The lines from the start of the data through the line containing "characters are emitted" are to be reproduced exactly, both ends included.

Data supplied START

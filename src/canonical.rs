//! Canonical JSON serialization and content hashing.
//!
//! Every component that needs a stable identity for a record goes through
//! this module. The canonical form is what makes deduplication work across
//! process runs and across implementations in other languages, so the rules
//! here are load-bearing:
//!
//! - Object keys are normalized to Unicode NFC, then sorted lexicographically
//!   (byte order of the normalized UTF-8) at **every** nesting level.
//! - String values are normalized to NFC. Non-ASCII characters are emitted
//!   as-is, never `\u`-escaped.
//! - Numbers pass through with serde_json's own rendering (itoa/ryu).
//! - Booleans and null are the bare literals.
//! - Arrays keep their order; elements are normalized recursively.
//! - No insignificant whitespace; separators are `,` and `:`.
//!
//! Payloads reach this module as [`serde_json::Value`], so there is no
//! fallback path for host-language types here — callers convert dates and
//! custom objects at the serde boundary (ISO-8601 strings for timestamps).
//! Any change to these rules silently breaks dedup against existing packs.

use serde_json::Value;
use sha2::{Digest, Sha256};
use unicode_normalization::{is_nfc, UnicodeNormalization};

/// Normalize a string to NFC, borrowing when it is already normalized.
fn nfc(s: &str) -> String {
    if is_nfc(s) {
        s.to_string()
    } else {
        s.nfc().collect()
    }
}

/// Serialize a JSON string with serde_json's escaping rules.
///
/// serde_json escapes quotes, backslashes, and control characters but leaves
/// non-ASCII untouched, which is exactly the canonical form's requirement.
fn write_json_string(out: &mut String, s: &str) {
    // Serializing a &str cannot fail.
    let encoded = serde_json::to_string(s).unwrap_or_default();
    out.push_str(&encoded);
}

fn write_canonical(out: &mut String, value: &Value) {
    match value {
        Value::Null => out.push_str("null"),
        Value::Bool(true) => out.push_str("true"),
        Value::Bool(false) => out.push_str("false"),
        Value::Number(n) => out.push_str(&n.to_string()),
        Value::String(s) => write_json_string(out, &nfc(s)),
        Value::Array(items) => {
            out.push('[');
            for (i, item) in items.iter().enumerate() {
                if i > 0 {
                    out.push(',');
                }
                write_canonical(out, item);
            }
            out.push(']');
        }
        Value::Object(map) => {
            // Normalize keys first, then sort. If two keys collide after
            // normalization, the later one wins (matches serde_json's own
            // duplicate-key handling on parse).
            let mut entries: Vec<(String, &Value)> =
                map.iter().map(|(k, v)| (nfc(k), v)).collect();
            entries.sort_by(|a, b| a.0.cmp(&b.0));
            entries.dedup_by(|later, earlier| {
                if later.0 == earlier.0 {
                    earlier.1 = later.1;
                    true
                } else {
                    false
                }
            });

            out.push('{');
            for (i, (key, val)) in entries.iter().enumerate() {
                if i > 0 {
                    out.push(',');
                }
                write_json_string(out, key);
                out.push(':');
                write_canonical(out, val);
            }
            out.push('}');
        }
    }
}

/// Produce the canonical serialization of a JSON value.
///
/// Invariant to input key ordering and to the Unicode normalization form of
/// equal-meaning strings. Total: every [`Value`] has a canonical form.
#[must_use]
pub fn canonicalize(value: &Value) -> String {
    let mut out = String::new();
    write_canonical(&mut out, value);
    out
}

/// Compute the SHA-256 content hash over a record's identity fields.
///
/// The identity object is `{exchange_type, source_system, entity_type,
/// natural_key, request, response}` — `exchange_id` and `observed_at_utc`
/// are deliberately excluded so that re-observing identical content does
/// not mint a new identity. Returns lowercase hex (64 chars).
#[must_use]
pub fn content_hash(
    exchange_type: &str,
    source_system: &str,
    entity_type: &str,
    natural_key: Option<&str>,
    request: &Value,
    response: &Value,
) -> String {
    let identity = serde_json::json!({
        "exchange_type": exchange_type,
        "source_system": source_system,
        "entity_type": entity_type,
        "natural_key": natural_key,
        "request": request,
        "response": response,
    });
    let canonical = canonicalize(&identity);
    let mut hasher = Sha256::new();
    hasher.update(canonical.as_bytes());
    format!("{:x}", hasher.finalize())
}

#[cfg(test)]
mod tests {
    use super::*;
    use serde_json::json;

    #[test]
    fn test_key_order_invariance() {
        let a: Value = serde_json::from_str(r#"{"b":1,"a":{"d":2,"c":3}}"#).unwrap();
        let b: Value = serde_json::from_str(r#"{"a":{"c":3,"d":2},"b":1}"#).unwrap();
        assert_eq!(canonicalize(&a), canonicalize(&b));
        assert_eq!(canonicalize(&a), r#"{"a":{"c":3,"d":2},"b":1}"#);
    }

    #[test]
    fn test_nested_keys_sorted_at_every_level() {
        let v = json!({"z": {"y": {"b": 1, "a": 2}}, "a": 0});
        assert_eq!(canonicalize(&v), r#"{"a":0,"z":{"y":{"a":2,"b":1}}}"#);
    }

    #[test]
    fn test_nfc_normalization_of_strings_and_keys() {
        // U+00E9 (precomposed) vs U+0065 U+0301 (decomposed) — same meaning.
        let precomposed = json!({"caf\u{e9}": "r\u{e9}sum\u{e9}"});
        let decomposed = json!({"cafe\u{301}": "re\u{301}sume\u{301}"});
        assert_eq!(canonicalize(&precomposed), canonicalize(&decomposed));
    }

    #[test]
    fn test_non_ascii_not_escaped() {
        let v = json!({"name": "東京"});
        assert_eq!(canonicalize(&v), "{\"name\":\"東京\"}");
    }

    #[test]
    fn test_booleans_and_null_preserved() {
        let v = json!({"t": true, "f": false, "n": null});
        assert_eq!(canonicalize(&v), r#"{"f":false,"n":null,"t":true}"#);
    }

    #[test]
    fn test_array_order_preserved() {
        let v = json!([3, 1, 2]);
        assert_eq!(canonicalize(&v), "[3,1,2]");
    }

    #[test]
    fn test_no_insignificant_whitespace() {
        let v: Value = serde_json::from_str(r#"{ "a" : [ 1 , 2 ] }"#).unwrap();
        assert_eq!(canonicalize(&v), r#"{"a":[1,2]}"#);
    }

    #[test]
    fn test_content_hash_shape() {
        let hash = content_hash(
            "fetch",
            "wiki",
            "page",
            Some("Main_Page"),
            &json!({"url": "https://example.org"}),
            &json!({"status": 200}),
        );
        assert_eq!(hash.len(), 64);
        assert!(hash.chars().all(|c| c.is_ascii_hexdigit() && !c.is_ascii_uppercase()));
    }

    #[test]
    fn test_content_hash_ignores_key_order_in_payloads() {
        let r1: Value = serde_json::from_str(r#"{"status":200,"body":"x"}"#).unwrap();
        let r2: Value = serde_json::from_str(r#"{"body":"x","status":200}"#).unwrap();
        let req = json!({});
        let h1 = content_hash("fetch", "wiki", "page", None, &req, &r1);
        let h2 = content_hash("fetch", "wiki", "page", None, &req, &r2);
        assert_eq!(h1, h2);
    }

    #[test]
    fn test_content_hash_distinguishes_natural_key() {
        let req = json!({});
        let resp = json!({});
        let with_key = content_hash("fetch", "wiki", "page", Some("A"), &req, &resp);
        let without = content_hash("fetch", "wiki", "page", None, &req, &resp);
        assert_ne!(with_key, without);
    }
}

Data supplied END

## Response to the task:
filename src/canonical.rs
//! Canonical JSON serialization and content hashing.
//!
//! Every component that needs a stable identity for a record goes through
//! this module. The canonical form is what makes deduplication work across
//! process runs and across implementations in other languages, so the rules
//! here are load-bearing:
//!
//! - Object keys are normalized to Unicode NFC, then sorted lexicographically
//!   (byte order of the normalized UTF-8) at **every** nesting level.
//! - String values are normalized to NFC. Non-ASCII characters are emitted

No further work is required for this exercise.